Technical Summary
Mobile IP, as originally specified, defines an authentication
extension (the Mobile-Foreign Authentication extension) by which a
mobile node can authenticate itself to a foreign agent.
Unfortunately, that extension does not provide the foreign agent any
direct guarantee that the protocol is protected from replays, and
does not allow for the use of existing techniques (such as CHAP) for
authenticating portable computer devices.
In this specification, we define extensions for the Mobile IP Agent
Advertisements and the Registration Request that allow a foreign
agent to use a challenge/response mechanism to authenticate the
mobile node.
Furthermore, this document updates RFC3344 by including new
authentication extension called the Mobile-AAA Authentication
extension. This new extension is provided so that a mobile node can
supply credentials for authorization using commonly available AAA
infrastructure elements. This Authorization-enabling extension MAY
co-exist in the same Registration Request with Authentication
extensions defined for Mobile IP Registration by RFC3344. This
document obsoletes RFC3012.
Working Group Summary
This document was produced by the MIP4 WG. The WG has consensus
to publish this document as a Proposed Standard.
Protocol Quality
This document was reviewed for the IESG by Margaret Wasserman.
Note to RFC Editor
Please replace all instances of "byte" with "octet".
Please modify the title page header to indicate that this document updates RFC
3344, and it obsoletes RFC 3012.
Please make the following change in section 5:
OLD:
1 Mobile-AAA Authentication subtype (see Section 6)
NEW:
1 Mobile-AAA Authentication subtype (HMAC-MD5)(see Section 6)
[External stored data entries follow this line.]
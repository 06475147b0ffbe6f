//! Core use-case services.
//!
//! # Responsibility
//! - Orchestrate store calls into use-case level APIs.
//! - Keep host drag-and-drop wiring decoupled from storage details.

pub mod placement;
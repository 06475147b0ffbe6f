//! Marker domain model.
//!
//! # Responsibility
//! - Define canonical data structures used by the store and every tool.
//!
//! # Invariants
//! - Every marker is identified by a stable `unique_id`.
//! - Deletion is permanent; there are no tombstones.

pub mod marker;
//! Controller states and per-gesture bookkeeping.

use super::throttle::{MoveWritePolicy, Throttle};
use crate::config::InteractionConfig;
use crate::geometry::handles::ResizeHandle;
use crate::geometry::{MapPoint, ScreenPoint};
use crate::model::marker::MarkerId;

/// Mutually exclusive controller modes.
#[derive(Debug, Clone, PartialEq)]
pub enum InteractionState {
    Idle,
    /// No button held, pointer over a marker.
    Hovering { marker: MarkerId },
    Moving(MoveGesture),
    Resizing(ResizeGesture),
    Panning(PanGesture),
}

impl InteractionState {
    pub fn name(&self) -> &'static str {
        match self {
            Self::Idle => "idle",
            Self::Hovering { .. } => "hovering",
            Self::Moving(_) => "moving",
            Self::Resizing(_) => "resizing",
            Self::Panning(_) => "panning",
        }
    }

    /// Whether a button-held gesture is active.
    pub fn is_gesture(&self) -> bool {
        matches!(self, Self::Moving(_) | Self::Resizing(_) | Self::Panning(_))
    }
}

/// Drag of one marker.
#[derive(Debug, Clone, PartialEq)]
pub struct MoveGesture {
    pub marker: MarkerId,
    pub start_position: MapPoint,
    /// Whether this gesture opened the store edit transaction.
    pub edit_open: bool,
    pub writes: usize,
    pub(crate) write_policy: MoveWritePolicy,
    pub(crate) detail_refresh: Throttle,
    pub(crate) view_refresh: Throttle,
}

impl MoveGesture {
    pub(crate) fn new(marker: MarkerId, start_position: MapPoint, config: &InteractionConfig) -> Self {
        Self {
            marker,
            start_position,
            edit_open: false,
            writes: 0,
            write_policy: MoveWritePolicy::new(
                config.move_write_distance,
                config.move_write_interval_ms,
            ),
            detail_refresh: Throttle::new(config.detail_refresh_interval_ms),
            view_refresh: Throttle::new(config.view_refresh_interval_ms),
        }
    }

    pub fn last_written(&self) -> Option<MapPoint> {
        self.write_policy.last_written()
    }
}

/// Drag of one resize handle of the selected marker.
#[derive(Debug, Clone, Copy, PartialEq)]
pub struct ResizeGesture {
    pub marker: MarkerId,
    pub handle: ResizeHandle,
    pub press: ScreenPoint,
    pub start_size: f64,
    pub current_size: f64,
}

/// View drag over empty map.
#[derive(Debug, Clone, Copy, PartialEq)]
pub struct PanGesture {
    pub press: ScreenPoint,
    pub start_center: MapPoint,
    pub current_center: MapPoint,
}
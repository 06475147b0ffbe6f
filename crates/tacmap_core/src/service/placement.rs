//! Marker placement use-case.
//!
//! # Responsibility
//! - Turn a dropped symbol at a screen point into a persisted marker.
//! - Carry the view resolution of the drop into the store's adaptive sizing.
//!
//! # Invariants
//! - Nothing is written when the symbol cannot be resolved.
//! - New markers are never smaller than the smallest marker in the store.

use crate::geometry::transform::{map_units_per_pixel, screen_to_map, ViewState};
use crate::geometry::{MapPoint, ScreenPoint};
use crate::model::marker::{Marker, SymbolRef};
use crate::store::{MarkerStore, StoreResult};
use log::info;

/// Places markers into one store.
pub struct PlacementService<'s> {
    store: &'s MarkerStore,
}

impl<'s> PlacementService<'s> {
    pub fn new(store: &'s MarkerStore) -> Self {
        Self { store }
    }

    /// Handles a completed drop of `symbol` at `pixel`.
    pub fn place_dropped(
        &self,
        symbol: SymbolRef,
        pixel: ScreenPoint,
        view: &ViewState,
    ) -> StoreResult<Marker> {
        let position = screen_to_map(pixel, view);
        self.place_at(symbol, position, map_units_per_pixel(view))
    }

    /// Programmatic placement at a map position.
    pub fn place_at(
        &self,
        symbol: SymbolRef,
        position: MapPoint,
        map_units_per_pixel: f64,
    ) -> StoreResult<Marker> {
        let marker = self.store.create(position, symbol, map_units_per_pixel)?;
        info!(
            "event=marker_place module=placement status=ok id={} size={} map_units_per_pixel={}",
            marker.id, marker.size, map_units_per_pixel
        );
        Ok(marker)
    }

    /// Size a marker placed now at this resolution would get.
    pub fn initial_size(&self, map_units_per_pixel: f64) -> StoreResult<f64> {
        self.store.initial_size(map_units_per_pixel)
    }
}
use crate::db::DbError;
use crate::model::marker::{MarkerId, MarkerValidationError};
use crate::repo::marker_repo::RepoError;
use std::error::Error;
use std::fmt::{Display, Formatter};

pub type StoreResult<T> = Result<T, StoreError>;

/// Marker store failures surfaced to callers.
#[derive(Debug)]
pub enum StoreError {
    /// Referenced marker no longer exists.
    NotFound(MarkerId),
    /// Symbol content could not be read at creation.
    ResourceUnavailable { reference: String, reason: String },
    /// Persistence rejected a read or write.
    StorageWriteFailed(DbError),
    /// Rewrite to the new schema aborted; the previous store is still active.
    SchemaMigrationFailed { reason: String },
    Validation(MarkerValidationError),
    InvalidData(String),
    EditInProgress,
    NoOpenEdit,
    /// The store file could not be reopened after a swap.
    Detached { reason: String },
    UnsupportedSchemaVersion {
        db_version: u32,
        latest_supported: u32,
    },
}

impl StoreError {
    pub(crate) fn from_open(err: DbError) -> Self {
        match err {
            DbError::UnsupportedSchemaVersion {
                db_version,
                latest_supported,
            } => Self::UnsupportedSchemaVersion {
                db_version,
                latest_supported,
            },
            other => Self::StorageWriteFailed(other),
        }
    }

    pub(crate) fn migration(err: DbError) -> Self {
        match err {
            DbError::UnsupportedSchemaVersion { .. } => Self::from_open(err),
            other => Self::SchemaMigrationFailed {
                reason: other.to_string(),
            },
        }
    }
}

impl Display for StoreError {
    fn fmt(&self, f: &mut Formatter<'_>) -> std::fmt::Result {
        match self {
            Self::NotFound(id) => write!(f, "marker not found: {id}"),
            Self::ResourceUnavailable { reference, reason } => {
                write!(f, "symbol `{reference}` unavailable: {reason}")
            }
            Self::StorageWriteFailed(err) => write!(f, "marker storage failed: {err}"),
            Self::SchemaMigrationFailed { reason } => {
                write!(f, "marker schema migration failed: {reason}")
            }
            Self::Validation(err) => write!(f, "{err}"),
            Self::InvalidData(message) => write!(f, "invalid marker data: {message}"),
            Self::EditInProgress => write!(f, "an edit transaction is already open"),
            Self::NoOpenEdit => write!(f, "no edit transaction is open"),
            Self::Detached { reason } => {
                write!(f, "marker store is detached after a failed reopen: {reason}")
            }
            Self::UnsupportedSchemaVersion {
                db_version,
                latest_supported,
            } => write!(
                f,
                "marker store schema version {db_version} is newer than supported {latest_supported}"
            ),
        }
    }
}

impl Error for StoreError {
    fn source(&self) -> Option<&(dyn Error + 'static)> {
        match self {
            Self::StorageWriteFailed(err) => Some(err),
            Self::Validation(err) => Some(err),
            _ => None,
        }
    }
}

impl From<RepoError> for StoreError {
    fn from(value: RepoError) -> Self {
        match value {
            RepoError::Validation(err) => Self::Validation(err),
            RepoError::Db(err) => Self::from_open(err),
            RepoError::NotFound(id) => Self::NotFound(id),
            RepoError::InvalidData(message) => Self::InvalidData(message),
            other => Self::InvalidData(other.to_string()),
        }
    }
}

impl From<MarkerValidationError> for StoreError {
    fn from(value: MarkerValidationError) -> Self {
        Self::Validation(value)
    }
}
Please add the following paragraph to the end of the Security Consideratoins
section:
The Generalized Mobile IP Authentication Extension includes a subtype field
that is used to identify characteristics of the particular authentication
strategy. This document only defines one subtype, the Mobile-AAA Authenticationsubtype that uses HMAC-MD5. If it is necessary to move to a new message
authentication algorithm in the future, this could be accomplished by defining anew subtype that uses a different one.